* Your objective
Every line below containing the word "await" should be found and copied.

[[ Record set, beginning ]]

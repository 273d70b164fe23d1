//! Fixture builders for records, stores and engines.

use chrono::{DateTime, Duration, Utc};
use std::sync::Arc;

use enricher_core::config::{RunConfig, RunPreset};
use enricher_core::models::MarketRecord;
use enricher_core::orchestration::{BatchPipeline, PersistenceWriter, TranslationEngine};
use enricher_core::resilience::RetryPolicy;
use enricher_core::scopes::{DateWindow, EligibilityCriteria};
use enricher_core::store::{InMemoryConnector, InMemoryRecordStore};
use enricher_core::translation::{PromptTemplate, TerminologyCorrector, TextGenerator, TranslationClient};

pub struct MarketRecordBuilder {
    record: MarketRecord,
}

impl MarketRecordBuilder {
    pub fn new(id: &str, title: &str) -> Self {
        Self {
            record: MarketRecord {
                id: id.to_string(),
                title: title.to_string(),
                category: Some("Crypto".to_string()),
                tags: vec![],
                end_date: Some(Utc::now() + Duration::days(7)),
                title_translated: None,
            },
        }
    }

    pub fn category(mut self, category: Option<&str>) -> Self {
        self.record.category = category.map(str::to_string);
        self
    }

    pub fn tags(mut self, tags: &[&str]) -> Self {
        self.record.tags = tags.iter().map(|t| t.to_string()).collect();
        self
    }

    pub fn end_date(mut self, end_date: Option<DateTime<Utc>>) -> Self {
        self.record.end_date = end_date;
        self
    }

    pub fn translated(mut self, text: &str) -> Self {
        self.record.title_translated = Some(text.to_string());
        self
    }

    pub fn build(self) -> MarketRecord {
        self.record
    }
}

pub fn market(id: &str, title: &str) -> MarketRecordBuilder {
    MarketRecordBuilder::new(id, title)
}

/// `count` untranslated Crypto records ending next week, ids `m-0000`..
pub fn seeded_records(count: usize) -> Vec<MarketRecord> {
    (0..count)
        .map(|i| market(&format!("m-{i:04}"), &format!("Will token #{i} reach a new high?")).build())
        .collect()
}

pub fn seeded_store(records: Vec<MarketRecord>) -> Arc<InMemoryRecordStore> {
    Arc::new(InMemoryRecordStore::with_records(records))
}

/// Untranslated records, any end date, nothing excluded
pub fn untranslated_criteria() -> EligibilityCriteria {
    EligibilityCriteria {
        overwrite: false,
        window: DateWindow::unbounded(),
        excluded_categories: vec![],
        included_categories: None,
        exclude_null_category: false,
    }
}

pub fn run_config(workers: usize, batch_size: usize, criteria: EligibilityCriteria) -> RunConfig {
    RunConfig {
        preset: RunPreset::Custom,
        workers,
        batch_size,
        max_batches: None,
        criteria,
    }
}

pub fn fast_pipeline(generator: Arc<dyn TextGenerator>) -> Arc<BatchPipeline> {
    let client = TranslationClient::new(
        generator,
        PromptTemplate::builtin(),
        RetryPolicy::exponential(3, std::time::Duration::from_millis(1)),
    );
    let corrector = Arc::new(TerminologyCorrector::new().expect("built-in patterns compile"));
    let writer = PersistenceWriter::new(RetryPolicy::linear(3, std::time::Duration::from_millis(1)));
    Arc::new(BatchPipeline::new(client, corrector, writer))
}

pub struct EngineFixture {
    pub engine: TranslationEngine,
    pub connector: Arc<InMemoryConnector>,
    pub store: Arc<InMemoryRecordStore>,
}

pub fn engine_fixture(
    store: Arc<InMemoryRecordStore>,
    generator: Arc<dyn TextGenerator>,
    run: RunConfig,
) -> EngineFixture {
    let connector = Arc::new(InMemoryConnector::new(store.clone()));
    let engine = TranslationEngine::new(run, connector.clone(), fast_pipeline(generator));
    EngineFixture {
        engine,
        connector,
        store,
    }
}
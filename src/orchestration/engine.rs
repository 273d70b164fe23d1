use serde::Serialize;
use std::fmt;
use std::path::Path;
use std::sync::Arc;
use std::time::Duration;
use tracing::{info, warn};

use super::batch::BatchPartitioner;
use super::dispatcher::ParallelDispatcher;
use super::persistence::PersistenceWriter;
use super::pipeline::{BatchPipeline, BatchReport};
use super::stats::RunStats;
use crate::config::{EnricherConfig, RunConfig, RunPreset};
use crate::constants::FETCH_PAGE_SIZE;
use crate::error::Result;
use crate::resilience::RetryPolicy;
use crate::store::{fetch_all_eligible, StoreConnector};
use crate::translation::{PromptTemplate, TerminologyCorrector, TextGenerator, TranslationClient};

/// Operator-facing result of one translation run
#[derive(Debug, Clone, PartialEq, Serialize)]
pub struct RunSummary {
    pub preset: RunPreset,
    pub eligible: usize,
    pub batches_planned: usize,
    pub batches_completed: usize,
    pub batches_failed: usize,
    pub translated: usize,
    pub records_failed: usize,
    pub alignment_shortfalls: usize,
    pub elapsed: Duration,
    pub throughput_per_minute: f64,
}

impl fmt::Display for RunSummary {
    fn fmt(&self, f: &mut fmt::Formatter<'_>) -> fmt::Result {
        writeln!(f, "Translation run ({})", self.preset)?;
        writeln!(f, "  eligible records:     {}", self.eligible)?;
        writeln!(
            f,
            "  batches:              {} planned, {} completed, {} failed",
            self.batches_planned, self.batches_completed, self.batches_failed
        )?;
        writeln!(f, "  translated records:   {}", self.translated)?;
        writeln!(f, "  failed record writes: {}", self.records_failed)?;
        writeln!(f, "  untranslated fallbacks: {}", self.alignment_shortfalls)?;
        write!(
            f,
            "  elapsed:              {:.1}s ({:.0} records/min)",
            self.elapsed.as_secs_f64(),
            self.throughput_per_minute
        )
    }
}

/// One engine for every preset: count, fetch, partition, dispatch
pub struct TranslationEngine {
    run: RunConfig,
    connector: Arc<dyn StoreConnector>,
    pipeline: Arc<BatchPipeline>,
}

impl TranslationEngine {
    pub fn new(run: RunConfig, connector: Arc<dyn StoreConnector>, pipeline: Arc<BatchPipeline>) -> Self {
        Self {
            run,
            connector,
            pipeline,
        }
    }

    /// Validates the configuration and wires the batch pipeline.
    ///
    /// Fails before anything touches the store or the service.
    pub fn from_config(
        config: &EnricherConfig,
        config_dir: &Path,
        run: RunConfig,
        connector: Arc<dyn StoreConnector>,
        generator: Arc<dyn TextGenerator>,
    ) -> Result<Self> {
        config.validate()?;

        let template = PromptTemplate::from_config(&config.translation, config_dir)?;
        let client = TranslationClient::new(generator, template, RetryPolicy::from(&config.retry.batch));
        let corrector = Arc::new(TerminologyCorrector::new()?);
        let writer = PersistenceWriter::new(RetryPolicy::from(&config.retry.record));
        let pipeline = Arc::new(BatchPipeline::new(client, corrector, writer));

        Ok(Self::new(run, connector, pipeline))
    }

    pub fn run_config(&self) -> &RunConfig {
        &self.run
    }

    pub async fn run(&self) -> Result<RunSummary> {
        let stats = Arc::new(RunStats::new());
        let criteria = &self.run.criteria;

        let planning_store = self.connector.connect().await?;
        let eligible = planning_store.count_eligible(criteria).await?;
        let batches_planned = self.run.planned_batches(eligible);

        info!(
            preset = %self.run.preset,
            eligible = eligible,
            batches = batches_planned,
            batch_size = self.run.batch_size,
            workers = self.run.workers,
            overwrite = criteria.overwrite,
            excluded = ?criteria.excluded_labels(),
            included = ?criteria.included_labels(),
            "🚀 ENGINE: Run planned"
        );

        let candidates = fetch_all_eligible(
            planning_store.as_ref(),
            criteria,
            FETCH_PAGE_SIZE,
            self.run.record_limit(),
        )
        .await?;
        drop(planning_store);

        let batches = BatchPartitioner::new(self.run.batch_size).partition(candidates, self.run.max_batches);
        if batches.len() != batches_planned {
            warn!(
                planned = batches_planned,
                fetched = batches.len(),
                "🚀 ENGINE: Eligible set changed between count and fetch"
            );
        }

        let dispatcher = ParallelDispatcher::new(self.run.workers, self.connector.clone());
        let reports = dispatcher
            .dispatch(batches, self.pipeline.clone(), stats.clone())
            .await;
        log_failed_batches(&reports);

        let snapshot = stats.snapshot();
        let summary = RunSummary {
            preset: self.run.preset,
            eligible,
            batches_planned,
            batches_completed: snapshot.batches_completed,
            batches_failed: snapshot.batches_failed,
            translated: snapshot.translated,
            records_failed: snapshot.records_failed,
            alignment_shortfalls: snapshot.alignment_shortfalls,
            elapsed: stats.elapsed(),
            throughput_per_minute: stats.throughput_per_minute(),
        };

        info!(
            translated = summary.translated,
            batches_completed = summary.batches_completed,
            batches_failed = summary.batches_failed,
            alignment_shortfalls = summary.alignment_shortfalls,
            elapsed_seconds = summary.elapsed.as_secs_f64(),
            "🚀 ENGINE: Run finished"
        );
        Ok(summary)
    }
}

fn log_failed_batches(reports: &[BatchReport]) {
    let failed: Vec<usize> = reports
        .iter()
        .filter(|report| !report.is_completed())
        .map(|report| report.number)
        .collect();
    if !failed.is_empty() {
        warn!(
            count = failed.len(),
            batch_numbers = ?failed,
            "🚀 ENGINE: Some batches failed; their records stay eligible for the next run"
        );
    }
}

[[ Record set, end ]]

* Result of this task
        let planning_store = self.connector.connect().await?;
        let eligible = planning_store.count_eligible(criteria).await?;
        .await?;
            .await;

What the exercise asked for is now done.